In a message dated 5/16/02 6:47:43 AM Pacific Daylight Time, DeepStream@... writes:


To argue that both languages carried a similar
term for "beard" from the original IndoEuropean,
it would be necessary to demonstrate that the
term were used in other circumstances in Norse.
As the word used in other circumstances is
"skegg", it is clear that Norse and Latin
developed their respective words for "beard" from
different sources (possibly still both
IndoEuropean:


Kom heil,

As far as I can see, the word 'beard' came from the same IndoEuropean word into both the Germanic and Romance language groups.  The word exists in Old English (beard), Dutch (baard) and Old High German (bart).  Old Norse only retained it in secondary meanings, and used skegg for the primary meaning of "beard".

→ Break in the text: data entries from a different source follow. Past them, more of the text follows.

//! WorkOS AuthKit identity provider.
//!
//! AuthKit access tokens are RS256 JWTs verified against
//! `{issuer}/oauth2/jwks`. Opaque tokens are resolved through
//! `{issuer}/oauth2/userinfo`, mirroring the Clerk integration's dual path.
//! Role and permission claims are flat (`role`, `permissions`) rather than
//! organization-scoped.

use std::time::Duration;

use async_trait::async_trait;
use serde_json::Value;

use crate::claims::{ClaimMap, RawClaims};
use crate::error::{transport_error, AuthError, Result};
use crate::identity::Identity;
use crate::provider::IdentityProvider;
use crate::token::TokenKind;
use crate::verify::SignatureVerifier;

/// Immutable configuration for an [`AuthKitProvider`].
#[derive(Debug, Clone)]
pub struct AuthKitConfig {
    /// AuthKit issuer domain, e.g. `https://example.authkit.app`.
    pub issuer: String,
    /// Whether access tokens are signature-verified. Development-only when
    /// disabled.
    pub verify_signatures: bool,
    /// JWKS cache lifetime.
    pub cache_ttl: Duration,
    /// Clock-skew tolerance in seconds.
    pub leeway_seconds: u64,
    /// Timeout applied to every remote call.
    pub http_timeout: Duration,
}

impl AuthKitConfig {
    /// Create a configuration for the given issuer domain.
    pub fn new(issuer: impl Into<String>) -> Self {
        Self {
            issuer: issuer.into(),
            verify_signatures: true,
            cache_ttl: Duration::from_secs(3600),
            leeway_seconds: 0,
            http_timeout: Duration::from_secs(10),
        }
    }

    /// Enable or disable signature verification.
    pub fn with_signature_verification(mut self, enabled: bool) -> Self {
        self.verify_signatures = enabled;
        self
    }
}

/// WorkOS AuthKit identity provider.
#[derive(Debug)]
pub struct AuthKitProvider {
    config: AuthKitConfig,
    verifier: SignatureVerifier,
    http_client: reqwest::Client,
    claim_map: ClaimMap,
}

impl AuthKitProvider {
    /// Create a new AuthKit provider.
    pub fn new(config: AuthKitConfig) -> Result<Self> {
        if config.issuer.is_empty() {
            return Err(AuthError::configuration(
                "AuthKit issuer domain is required",
            ));
        }

        let http_client = reqwest::Client::builder()
            .timeout(config.http_timeout)
            .build()
            .map_err(|e| AuthError::configuration(format!("failed to build HTTP client: {e}")))?;

        let jwks_uri = format!("{}/oauth2/jwks", config.issuer.trim_end_matches('/'));
        let verifier = SignatureVerifier::new(
            config.issuer.clone(),
            jwks_uri,
            http_client.clone(),
            config.cache_ttl,
        )
        .with_leeway(config.leeway_seconds)
        .with_signature_verification(config.verify_signatures);

        Ok(Self {
            config,
            verifier,
            http_client,
            claim_map: ClaimMap::authkit(),
        })
    }

    fn endpoint(&self, path: &str) -> String {
        format!("{}{path}", self.config.issuer.trim_end_matches('/'))
    }

    async fn fetch_userinfo(&self, token: &str) -> Result<RawClaims> {
        let url = self.endpoint("/oauth2/userinfo");
        tracing::debug!(url = %url, "resolving opaque token via userinfo endpoint");

        let response = self
            .http_client
            .get(&url)
            .bearer_auth(token)
            .send()
            .await
            .map_err(|e| transport_error("userinfo request failed", &e))?;

        let status = response.status();
        if !status.is_success() {
            return Err(AuthError::unauthorized(format!(
                "userinfo endpoint rejected token (status {status})"
            )));
        }

        response
            .json::<Value>()
            .await
            .map_err(|e| AuthError::transient(format!("userinfo response is not valid JSON: {e}")))
    }
}

#[async_trait]
impl IdentityProvider for AuthKitProvider {
    fn id(&self) -> &'static str {
        "authkit"
    }

    fn issuer(&self) -> &str {
        &self.config.issuer
    }

    async fn verify(&self, token: &str) -> Result<RawClaims> {
        match TokenKind::classify(token) {
            TokenKind::Structured => self.verifier.verify(token).await,
            TokenKind::Opaque => self.fetch_userinfo(token).await,
        }
    }

    fn normalize(&self, claims: &RawClaims) -> Identity {
        self.claim_map.normalize(claims)
    }

    fn authorization_endpoint(&self) -> String {
        self.endpoint("/oauth2/authorize")
    }

    fn token_endpoint(&self) -> String {
        self.endpoint("/oauth2/token")
    }

    fn registration_endpoint(&self) -> Option<String> {
        Some(self.endpoint("/oauth2/register"))
    }
}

Below is a quote from one of my favorite books: Carl Darling Buck, A Dictionary of Selected Synoyms in the Principal Indo-European Languages.  It gives the following comments on "Beard", p. 205:
"For 'beard', there is a group common to Latin, West Germanic and Balto-Slavic, probably cognate with the words for 'bristle', 'point', etc.  Several of these are used also for 'chin', as in the Romance languages and Slavic, and the interchange between 'beard' and 'chin' is seen in several outside this group.
An interesting secondary develoment rests on the similarity in shape betweeen the beard and the blade of an ax, hence OHG barta, etc. 'ax'.
IE *bhardha-, probably from the same root as ON, OHG burst, OE byrst 'bristle', Skt. bhrsti- 'point, edge', etc.
Latin barba (Romance forms and Welsh barf, Breton Barv); OE beard, OHG bart, etc., general West Germanic.  (ON barð only in secondary senses, 'edge, brim, prow', etc.)...

ON skegg, Danish skaeg, Swedish skagg: OE sceaga ME, NE shag 'rough hair' (whence the more common NE shaggy), ON skagi 'promontory..."

John Ayto, Dictionary of Word Origins, says about "Beard":
Old English 'beard' came from West Germanic *bartha, which was also the source of German bart and Dutch baard.  A close relative of this was Latin barba 'beard', which gave English barb (via Old French barbe), barber and barbel, a fish with sensitive whisker-like projections round its mouth."

Wahrig, Deutsches Woerterbuch says:
Old High German bart, English beard, from Germanic *barda-, from indogermanic *bhar-dha "beard", related to Borste Bürste, barsch.